WORK TASK =>
Search the entries below for the word "occurred", then copy each line in which it is found.

::: DATA IN THIS EXERCISE :::

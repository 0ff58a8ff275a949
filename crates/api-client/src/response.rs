//! Normalized HTTP responses.

use reqwest::header::HeaderMap;
use reqwest::StatusCode;
use serde::de::DeserializeOwned;

use crate::error::{Error, ErrorKind, Result};

/// Body returned for a successful response without content.
pub const EMPTY_OBJECT: &str = "{}";

/// One response, read in full and normalized.
#[derive(Debug, Clone)]
pub struct ResponseEnvelope {
    /// HTTP status code.
    pub status: u16,
    /// Body with the XSSI prefix removed; `{}` for an empty success.
    pub body: String,
    /// Response headers.
    pub headers: HeaderMap,
}

impl ResponseEnvelope {
    /// Normalize a raw response body.
    pub(crate) fn new(status: StatusCode, headers: HeaderMap, raw: String, xssi_prefix: &str) -> Self {
        let mut body = strip_xssi_prefix(raw, xssi_prefix);
        if status.is_success() && body.is_empty() {
            body = EMPTY_OBJECT.to_string();
        }

        Self {
            status: status.as_u16(),
            body,
            headers,
        }
    }

    /// Returns true for a status in `[200, 300)`.
    pub fn is_success(&self) -> bool {
        (200..300).contains(&self.status)
    }

    /// Get a header value.
    pub fn header(&self, name: &str) -> Option<&str> {
        self.headers.get(name)?.to_str().ok()
    }

    /// Turn a non-2xx response into an `Api` error carrying its body.
    pub fn error_for_status(self) -> Result<Self> {
        if self.is_success() {
            Ok(self)
        } else {
            Err(Error::new(ErrorKind::Api {
                status: self.status,
                body: self.body,
            }))
        }
    }

    /// Deserialize the body as JSON.
    pub fn json<T: DeserializeOwned>(&self) -> Result<T> {
        serde_json::from_str(&self.body).map_err(Into::into)
    }

    /// Take the body.
    pub fn into_body(self) -> String {
        self.body
    }
}

/// Remove `prefix` from the start of `body` when present.
pub fn strip_xssi_prefix(body: String, prefix: &str) -> String {
    if prefix.is_empty() {
        return body;
    }
    match body.strip_prefix(prefix) {
        Some(rest) => rest.to_string(),
        None => body,
    }
}
//! Outbound request assembly.
//!
//! Headers are layered in a fixed order, later layers replacing earlier ones:
//! the JSON content type for non-empty bodies, then the configured static
//! headers, then the `Authorization` value produced by the authenticator.

use reqwest::header::{HeaderMap, HeaderValue, AUTHORIZATION, CONTENT_TYPE};
use reqwest::Method;

use crate::error::{Error, ErrorKind, Result};

/// Builder for one API request.
#[derive(Debug, Clone)]
pub struct RequestBuilder {
    pub(crate) method: Method,
    pub(crate) url: String,
    pub(crate) headers: HeaderMap,
    pub(crate) body: Option<String>,
}

impl RequestBuilder {
    /// Create a new request builder.
    pub fn new(method: Method, url: impl Into<String>) -> Self {
        Self {
            method,
            url: url.into(),
            headers: HeaderMap::new(),
            body: None,
        }
    }

    /// Attach a raw JSON body. An empty body leaves the request bodyless.
    pub fn json_body(mut self, body: &str) -> Self {
        if !body.is_empty() {
            self.headers
                .insert(CONTENT_TYPE, HeaderValue::from_static("application/json"));
            self.body = Some(body.to_string());
        }
        self
    }

    /// Apply static headers, replacing any of the same name.
    pub fn headers(mut self, headers: &HeaderMap) -> Self {
        for (name, value) in headers {
            self.headers.insert(name.clone(), value.clone());
        }
        self
    }

    /// Set the `Authorization` header, replacing any static value.
    pub fn authorization(mut self, value: &str) -> Result<Self> {
        let mut value = HeaderValue::from_str(value).map_err(|e| {
            Error::with_source(
                ErrorKind::Authentication("authorization value is not a valid header".to_string()),
                e,
            )
        })?;
        value.set_sensitive(true);
        self.headers.insert(AUTHORIZATION, value);
        Ok(self)
    }

    /// Headers with sensitive values masked, for logging.
    pub fn redacted_headers(&self) -> Vec<(String, String)> {
        self.headers
            .iter()
            .map(|(name, value)| {
                let shown = if value.is_sensitive() || *name == AUTHORIZATION {
                    "[REDACTED]".to_string()
                } else {
                    value.to_str().unwrap_or("<binary>").to_string()
                };
                (name.to_string(), shown)
            })
            .collect()
    }

    pub(crate) fn into_reqwest(self, client: &reqwest::Client) -> reqwest::RequestBuilder {
        let mut req = client.request(self.method, &self.url).headers(self.headers);
        if let Some(body) = self.body {
            req = req.body(body);
        }
        req
    }
}

/// Parse a caller supplied verb.
pub fn parse_method(method: &str) -> Result<Method> {
    Method::from_bytes(method.as_bytes())
        .map_err(|_| Error::config(format!("invalid HTTP method '{}'", method)))
}
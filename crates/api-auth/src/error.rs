//! Error types for restapi-auth.
//!
//! Error messages are designed to avoid exposing sensitive credential data.

/// Result type alias for restapi-auth operations.
pub type Result<T> = std::result::Result<T, Error>;

/// Error type for restapi-auth operations.
///
/// Error messages are sanitized to prevent accidental credential exposure.
#[derive(Debug, thiserror::Error)]
#[error("{kind}")]
pub struct Error {
    /// The kind of error that occurred.
    pub kind: ErrorKind,
    /// Optional source error.
    #[source]
    pub source: Option<Box<dyn std::error::Error + Send + Sync>>,
}

impl Error {
    /// Create a new error with the given kind.
    pub fn new(kind: ErrorKind) -> Self {
        Self { kind, source: None }
    }

    /// Create a new error with the given kind and source.
    pub fn with_source(
        kind: ErrorKind,
        source: impl std::error::Error + Send + Sync + 'static,
    ) -> Self {
        Self {
            kind,
            source: Some(Box::new(source)),
        }
    }

    /// Returns true if this error stems from invalid configuration rather
    /// than from producing a credential for a request.
    pub fn is_config(&self) -> bool {
        matches!(self.kind, ErrorKind::Config(_))
    }
}

/// The kind of error that occurred.
///
/// Error messages avoid including credential values.
#[derive(Debug, thiserror::Error)]
pub enum ErrorKind {
    /// JWT signing error.
    #[error("JWT error: {0}")]
    Jwt(String),

    /// The configured JWT algorithm is not an HMAC variant we can sign with.
    #[error("Unsupported JWT algorithm: {0}")]
    UnsupportedAlgorithm(String),

    /// The JWT claims template is not a JSON object.
    #[error("Invalid JWT claims: {0}")]
    InvalidClaims(String),

    /// The OAuth2 token endpoint rejected the grant.
    #[error("Token endpoint error: {status} {description}")]
    TokenEndpoint { status: u16, description: String },

    /// HTTP error while talking to the token endpoint.
    #[error("HTTP error: {0}")]
    Http(String),

    /// JSON error.
    #[error("JSON error: {0}")]
    Json(String),

    /// Serialization error.
    #[error("Serialization error: {0}")]
    Serialization(String),

    /// Configuration error.
    #[error("Configuration error: {0}")]
    Config(String),
}

impl From<reqwest::Error> for Error {
    fn from(err: reqwest::Error) -> Self {
        // Sanitize the error message to avoid exposing URLs with tokens
        let message = err.to_string();
        let sanitized = if message.contains("access_token") || message.contains("token=") {
            "HTTP request failed (details redacted for security)".to_string()
        } else {
            message
        };
        Error::with_source(ErrorKind::Http(sanitized), err)
    }
}

impl From<serde_json::Error> for Error {
    fn from(err: serde_json::Error) -> Self {
        Error::with_source(ErrorKind::Json(err.to_string()), err)
    }
}

impl From<serde_urlencoded::ser::Error> for Error {
    fn from(err: serde_urlencoded::ser::Error) -> Self {
        Error::with_source(ErrorKind::Serialization(err.to_string()), err)
    }
}

impl From<jsonwebtoken::errors::Error> for Error {
    fn from(err: jsonwebtoken::errors::Error) -> Self {
        Error::with_source(ErrorKind::Jwt(err.to_string()), err)
    }
}

impl From<url::ParseError> for Error {
    fn from(err: url::ParseError) -> Self {
        Error::with_source(ErrorKind::Config(format!("Invalid URL: {}", err)), err)
    }
}
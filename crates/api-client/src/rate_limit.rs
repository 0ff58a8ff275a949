//! Token-bucket gate shared by every outbound request of one client.

use std::num::NonZeroU32;
use std::time::Duration;

use governor::{DefaultDirectRateLimiter, Quota, RateLimiter as Governor};
use tokio_util::sync::CancellationToken;
use tracing::trace;

use crate::error::{Error, ErrorKind, Result};

enum Bucket {
    Unlimited,
    Limited(DefaultDirectRateLimiter),
}

/// Caps request throughput at a steady rate with a burst of `max(round(rate), 1)`.
pub struct RateLimiter {
    bucket: Bucket,
    rate: Option<f64>,
    burst: u32,
}

impl std::fmt::Debug for RateLimiter {
    fn fmt(&self, f: &mut std::fmt::Formatter<'_>) -> std::fmt::Result {
        f.debug_struct("RateLimiter")
            .field("rate", &self.rate)
            .field("burst", &self.burst)
            .finish()
    }
}

impl RateLimiter {
    /// A limiter that never waits.
    pub fn unlimited() -> Self {
        Self {
            bucket: Bucket::Unlimited,
            rate: None,
            burst: 0,
        }
    }

    /// A limiter allowing `per_second` requests per second.
    pub fn new(per_second: f64) -> Result<Self> {
        if !(per_second.is_finite() && per_second > 0.0) {
            return Err(Error::config(format!(
                "rate limit must be a positive number of requests per second, got {}",
                per_second
            )));
        }

        let burst = burst_for(per_second);
        // governor rejects a zero period; anything faster than 1ns is 1ns.
        let period = Duration::from_secs_f64(1.0 / per_second).max(Duration::from_nanos(1));
        let quota = Quota::with_period(period)
            .ok_or_else(|| Error::config(format!("rate limit {} is too high", per_second)))?
            .allow_burst(burst);

        Ok(Self {
            bucket: Bucket::Limited(Governor::direct(quota)),
            rate: Some(per_second),
            burst: burst.get(),
        })
    }

    /// Build from an optional configured rate; `None` is unlimited.
    pub fn from_config(rate: Option<f64>) -> Result<Self> {
        match rate {
            Some(per_second) => Self::new(per_second),
            None => Ok(Self::unlimited()),
        }
    }

    /// Configured requests per second, if limited.
    pub fn rate(&self) -> Option<f64> {
        self.rate
    }

    /// Bucket capacity; 0 when unlimited.
    pub fn burst(&self) -> u32 {
        self.burst
    }

    /// Wait for a token, or fail with `Cancelled` once `cancel` fires.
    pub async fn acquire(&self, cancel: &CancellationToken) -> Result<()> {
        if cancel.is_cancelled() {
            return Err(Error::new(ErrorKind::Cancelled));
        }

        let Bucket::Limited(limiter) = &self.bucket else {
            return Ok(());
        };

        tokio::select! {
            biased;
            _ = cancel.cancelled() => {
                trace!("Rate limiter wait cancelled");
                Err(Error::new(ErrorKind::Cancelled))
            }
            _ = limiter.until_ready() => Ok(()),
        }
    }
}

fn burst_for(per_second: f64) -> NonZeroU32 {
    let rounded = per_second.round().clamp(1.0, u32::MAX as f64) as u32;
    NonZeroU32::new(rounded).unwrap_or(NonZeroU32::MIN)
}
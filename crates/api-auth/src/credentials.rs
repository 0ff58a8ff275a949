//! HTTP Basic credentials.
//!
//! The password is redacted in Debug output.

use base64::engine::general_purpose::STANDARD;
use base64::Engine as _;

/// Username/password pair sent as HTTP Basic authorization.
#[derive(Clone, PartialEq, Eq)]
pub struct BasicCredentials {
    username: String,
    password: String,
}

impl std::fmt::Debug for BasicCredentials {
    fn fmt(&self, f: &mut std::fmt::Formatter<'_>) -> std::fmt::Result {
        f.debug_struct("BasicCredentials")
            .field("username", &self.username)
            .field("password", &"[REDACTED]")
            .finish()
    }
}

impl BasicCredentials {
    /// Create credentials. Returns `None` unless both parts are non-empty,
    /// since Basic auth only applies when fully configured.
    pub fn new(username: impl Into<String>, password: impl Into<String>) -> Option<Self> {
        let username = username.into();
        let password = password.into();
        if username.is_empty() || password.is_empty() {
            return None;
        }
        Some(Self { username, password })
    }

    /// Get the username.
    pub fn username(&self) -> &str {
        &self.username
    }

    /// The `Authorization` header value.
    pub fn header_value(&self) -> String {
        let encoded = STANDARD.encode(format!("{}:{}", self.username, self.password));
        format!("Basic {}", encoded)
    }
}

:::

EXERCISE OUTPUT =>
    /// The kind of error that occurred.
/// The kind of error that occurred.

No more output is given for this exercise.